He was on a plane with a load of gas that would kill him, 17000+ feet up (5000+ metres), without a parachute and either land or water below him, either way from that height they're effectively the same.

The explosion from the plane alone looked big enough to decimate him. Followed by the impact from 17000 feet of free-fall. He's dead.

Now on to the novelisation. This is as canon as you want it to be. But here it goes.

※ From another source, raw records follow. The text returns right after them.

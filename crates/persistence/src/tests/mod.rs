// Copyright (C) 2026 Fred Clausen
// Use of this source code is governed by an MIT-style
// license that can be found in the LICENSE file or at
// https://opensource.org/licenses/MIT.

mod booking_tests;

use crate::{BookingDraft, Persistence, UserRecord};
use roombook_domain::{Room, TimeOfDay, parse_calendar_date};
use time::format_description::well_known::Rfc3339;
use time::{Date, OffsetDateTime};

pub fn test_now() -> OffsetDateTime {
    OffsetDateTime::parse("2026-03-02T09:00:00Z", &Rfc3339).unwrap()
}

pub fn test_date(value: &str) -> Date {
    parse_calendar_date(value).unwrap()
}

pub fn test_time(value: &str) -> TimeOfDay {
    TimeOfDay::parse(value).unwrap()
}

pub fn create_test_user(persistence: &mut Persistence, login: &str) -> UserRecord {
    persistence
        .create_user(
            login,
            "Test User",
            "correct-horse-battery",
            "user",
            Some("Acme"),
            test_now(),
        )
        .unwrap()
}

pub fn create_test_room(persistence: &mut Persistence, name: &str) -> Room {
    persistence.create_room(name, 8, 2, true).unwrap()
}

pub fn draft(
    user_id: i64,
    room_id: i64,
    date: &str,
    start: &str,
    end: &str,
    full_day: bool,
) -> BookingDraft {
    BookingDraft {
        user_id,
        room_id,
        booking_date: test_date(date),
        start_time: test_time(start),
        end_time: test_time(end),
        is_full_day: full_day,
        notes: None,
        created_at: test_now(),
    }
}
/// Fetches a company's ledger and its history (admin).
///
/// # Errors
///
/// Returns an error if the actor is not an admin or the company has no
/// ledger.
pub fn get_company_hours(
    persistence: &mut Persistence,
    actor: &AuthenticatedUser,
    company: &str,
) -> Result<CompanyHoursResponse, ApiError> {
    AuthorizationService::authorize_admin(actor, "get_company_hours")?;
    let ledger: CompanyHours = get_ledger_or_not_found(persistence, company)?;
    ledger_response(persistence, &ledger)
}

// ── Maintenance (admin) ─────────────────────────────────────────────

/// Transitions elapsed active bookings to `completed` (admin).
///
/// # Errors
///
/// Returns an error if the actor is not an admin or the sweep fails.
pub fn complete_elapsed_bookings(
    persistence: &mut Persistence,
    actor: &AuthenticatedUser,
    now: OffsetDateTime,
) -> Result<MaintenanceResponse, ApiError> {
    AuthorizationService::authorize_admin(actor, "complete_elapsed_bookings")?;

    let now_time: TimeOfDay =
        TimeOfDay::from_minutes(u16::from(now.hour()) * 60 + u16::from(now.minute()));
    let affected: usize = persistence
        .complete_elapsed_bookings(now.date(), now_time)
        .map_err(translate_persistence_error)?;

    Ok(MaintenanceResponse {
        affected,
        message: format!("Marked {affected} elapsed bookings completed"),
    })
}

/// Deletes bookings older than the retention window (admin).
///
/// # Errors
///
/// Returns an error if the actor is not an admin or the sweep fails.
pub fn purge_expired_bookings(
    persistence: &mut Persistence,
    actor: &AuthenticatedUser,
    now: OffsetDateTime,
) -> Result<MaintenanceResponse, ApiError> {
    AuthorizationService::authorize_admin(actor, "purge_expired_bookings")?;

    let cutoff: Date = retention_cutoff(now.date());
    let affected: usize = persistence
        .purge_bookings_before(cutoff)
        .map_err(translate_persistence_error)?;

    Ok(MaintenanceResponse {
        affected,
        message: format!(
            "Purged {affected} bookings dated before {}",
            format_calendar_date(cutoff)
        ),
    })
}
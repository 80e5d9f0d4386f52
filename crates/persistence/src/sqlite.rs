// Copyright (C) 2026 Fred Clausen
// Use of this source code is governed by an MIT-style
// license that can be found in the LICENSE file or at
// https://opensource.org/licenses/MIT.

//! `SQLite` connection setup.
//!
//! Everything here is plumbing the Diesel DSL cannot express: PRAGMA
//! configuration, embedded migrations, and `last_insert_rowid()`. Domain
//! queries and mutations live in `queries/` and `mutations/` and stay in
//! the DSL.

use diesel::dsl::sql;
use diesel::prelude::*;
use diesel::sql_types::{BigInt, Integer};
use diesel::{Connection, RunQueryDsl, SqliteConnection};
use diesel_migrations::{EmbeddedMigrations, MigrationHarness, embed_migrations};
use tracing::info;

use crate::error::PersistenceError;

/// Schema migrations compiled into the binary.
pub const MIGRATIONS: EmbeddedMigrations = embed_migrations!("migrations");

/// Row ID of the most recent insert on this connection.
///
/// Fresh rows are re-fetched by ID because `SQLite` does not support
/// `RETURNING` in every context.
///
/// # Errors
///
/// Returns an error if the query fails.
pub fn get_last_insert_rowid(conn: &mut SqliteConnection) -> Result<i64, PersistenceError> {
    Ok(diesel::select(sql::<BigInt>("last_insert_rowid()")).get_result(conn)?)
}

/// Opens a `SQLite` database, configures it, and applies migrations.
///
/// PRAGMAs set on every connection:
/// - `foreign_keys = ON`, then read back and verified: without it the
///   schema's references (bookings to rooms/users, transactions to
///   ledgers) go unenforced.
/// - `busy_timeout`, so a second writer waits for the lock and racing
///   conflict-checked inserts serialize instead of erroring.
///
/// # Errors
///
/// Returns an error if the connection cannot be opened, a PRAGMA fails,
/// foreign keys stay off, or a migration fails.
pub fn initialize_database(database_url: &str) -> Result<SqliteConnection, PersistenceError> {
    let mut conn: SqliteConnection = SqliteConnection::establish(database_url)?;

    // PRAGMA has no Diesel DSL; raw SQL is the only route.
    for pragma in ["PRAGMA foreign_keys = ON", "PRAGMA busy_timeout = 5000"] {
        diesel::sql_query(pragma)
            .execute(&mut conn)
            .map_err(|e| PersistenceError::Setup(format!("{pragma}: {e}")))?;
    }

    info!("Running SQLite database migrations");
    conn.run_pending_migrations(MIGRATIONS)
        .map_err(|e| PersistenceError::Migration(e.to_string()))?;

    verify_foreign_keys(&mut conn)?;

    info!(database_url, "SQLite database initialized");
    Ok(conn)
}

/// Reads back `PRAGMA foreign_keys` and fails unless enforcement is on.
fn verify_foreign_keys(conn: &mut SqliteConnection) -> Result<(), PersistenceError> {
    #[derive(QueryableByName)]
    struct ForeignKeysRow {
        #[diesel(sql_type = Integer)]
        foreign_keys: i32,
    }

    let row: ForeignKeysRow = diesel::sql_query("PRAGMA foreign_keys").get_result(conn)?;
    if row.foreign_keys == 0 {
        return Err(PersistenceError::ForeignKeysDisabled);
    }
    Ok(())
}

With numbed fingers he took his pistol from its holster and pointed it at the bombs. He chuckled to himself. He wasn’t afraid. But he was wistful. He wanted to show Diana the beautiful parts of this world. To share it with her. Newspapers and breakfasts. It was not to be.
It was not to be.
Still, he couldn’t stop smiling when he thought of her, and of what he was doing, and what this would mean for the world: Peace.
The world was going gray. He was getting loopy. He closed his eyes and pulled the trigger and as he did he said…

This seems to suggest he shot at bombs, igniting and killing him most likely. The way he acted seems to suggest that he was about to die.

She exploded, a half-God bent on vengeance, and in one savage push, she freed herself from the tire tread wrapped around her.

[..]

Then the image of Steve’s face filled her mind. Their last moment together...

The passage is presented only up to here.